Neighborhood Blending: A Lightweight Inference-Time Defense Against Membership Inference Attacks

In recent years, the widespread adoption of Machine Learning as a Service (MLaaS), particularly in sensitive environments, has raised considerable privacy concerns. Of particular importance are membership inference attacks (MIAs), which exploit behavioral discrepancies between training and non-training data to determine whether a specific record was included in the model's training set, thereby presenting significant privacy risks. Although existing defenses, such as adversarial regularization, DP-SGD, and MemGuard, assist in mitigating these threats, they often entail trade-offs such as compromising utility, increased computational requirements, or inconsistent protection against diverse attack vectors. In this paper, we introduce a novel inference-time defense mechanism called Neighborhood Blending, which mitigates MIAs without retraining the model or incurring significant computational overhead. Our approach operates post-training by smoothing the model's confidence outputs based on the neighborhood of a queried sample. By averaging predictions from similar training samples selected using differentially private sampling, our method establishes a consistent confidence pattern, rendering members and non-members indistinguishable to an adversary while maintaining high utility. Significantly, Neighborhood Blending maintains label integrity (zero label loss) and ensures high utility through an adaptive, "pay-as-you-go" distortion strategy. It is a model-agnostic approach that offers a practical, lightweight solution that enhances privacy without sacrificing model utility. Through extensive experiments across diverse datasets and models, we demonstrate that our defense significantly reduces MIA success rates while preserving model performance, outperforming existing post-hoc defenses like MemGuard and training-time techniques like DP-SGD in terms of utility retention.
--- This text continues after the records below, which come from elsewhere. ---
//! Definition service - the validating write path for workflows, steps and
//! triggers

use std::collections::HashMap;
use std::sync::Arc;

use tracing::{info, warn};

use crate::domain::tool::ToolRegistry;
use crate::domain::workflow::{
    DefinitionStore, DefinitionWarning, Step, StepId, StepKind, StepReference, StopCheckerStep,
    ToolConstraintError, ToolConstraints, ToolEntry, ToolId, Trigger, TriggerFilter, TriggerId, Workflow,
    WorkflowDefinition, WorkflowError, WorkflowId,
};

/// Request to create a new workflow
#[derive(Debug, Clone)]
pub struct CreateWorkflowRequest {
    /// Generated when absent
    pub id: Option<String>,
    pub name: String,
    pub description: Option<String>,
    pub active: bool,
}

impl CreateWorkflowRequest {
    pub fn new(name: impl Into<String>) -> Self {
        Self {
            id: None,
            name: name.into(),
            description: None,
            active: true,
        }
    }

    pub fn with_id(mut self, id: impl Into<String>) -> Self {
        self.id = Some(id.into());
        self
    }

    pub fn with_description(mut self, description: impl Into<String>) -> Self {
        self.description = Some(description.into());
        self
    }

    pub fn with_active(mut self, active: bool) -> Self {
        self.active = active;
        self
    }
}

/// Request to add a step to a workflow
#[derive(Debug, Clone)]
pub struct AddStepRequest {
    /// Generated when absent
    pub id: Option<String>,
    pub name: String,
    pub kind: StepKind,
    /// Index to insert at; appended when absent
    pub position: Option<usize>,
}

impl AddStepRequest {
    pub fn new(name: impl Into<String>, kind: StepKind) -> Self {
        Self {
            id: None,
            name: name.into(),
            kind,
            position: None,
        }
    }

    pub fn with_id(mut self, id: impl Into<String>) -> Self {
        self.id = Some(id.into());
        self
    }

    pub fn at(mut self, position: usize) -> Self {
        self.position = Some(position);
        self
    }
}

/// Request to set a workflow's trigger
#[derive(Debug, Clone)]
pub struct SetTriggerRequest {
    pub id: Option<String>,
    pub prompt: String,
    pub model_id: String,
    pub filter: TriggerFilter,
}

impl SetTriggerRequest {
    pub fn new(prompt: impl Into<String>, model_id: impl Into<String>) -> Self {
        Self {
            id: None,
            prompt: prompt.into(),
            model_id: model_id.into(),
            filter: TriggerFilter::default(),
        }
    }

    pub fn with_id(mut self, id: impl Into<String>) -> Self {
        self.id = Some(id.into());
        self
    }

    pub fn with_filter(mut self, filter: TriggerFilter) -> Self {
        self.filter = filter;
        self
    }
}

/// Validates every definition change before it reaches the store
pub struct DefinitionService {
    store: Arc<dyn DefinitionStore>,
    registry: Option<Arc<dyn ToolRegistry>>,
}

impl std::fmt::Debug for DefinitionService {
    fn fmt(&self, f: &mut std::fmt::Formatter<'_>) -> std::fmt::Result {
        f.debug_struct("DefinitionService")
            .field("store", &self.store)
            .field("has_registry", &self.registry.is_some())
            .finish()
    }
}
翻译：近年来，机器学习即服务（MLaaS）的广泛应用，特别是在敏感环境中，引发了严重的隐私担忧。其中尤为重要的是成员推断攻击（MIAs），它利用训练数据与非训练数据之间的行为差异，判断特定记录是否包含在模型的训练集中，从而构成重大的隐私风险。尽管现有的防御方法（如对抗正则化、DP-SGD和MemGuard）有助于缓解这些威胁，但它们通常需要权衡利弊，例如牺牲模型效用、增加计算需求或对不同攻击向量的保护效果不一致。本文提出了一种新颖的推理时防御机制，称为邻域融合，它能在无需重新训练模型或产生显著计算开销的情况下缓解MIAs。我们的方法在训练后运行，通过基于查询样本邻域平滑模型的置信度输出来实现。通过使用差分隐私采样选取的相似训练样本进行预测平均，我们的方法建立了一致的置信度模式，使得攻击者无法区分成员与非成员，同时保持较高的模型效用。值得注意的是，邻域融合保持了标签完整性（零标签损失），并通过一种自适应的“按需付费”失真策略确保了高效用。这是一种与模型无关的方法，提供了一种实用、轻量级的解决方案，能在不牺牲模型效用的前提下增强隐私保护。通过在多种数据集和模型上进行广泛实验，我们证明该防御方法能显著降低MIA成功率，同时保持模型性能，在效用保留方面优于MemGuard等事后防御方法和DP-SGD等训练时技术。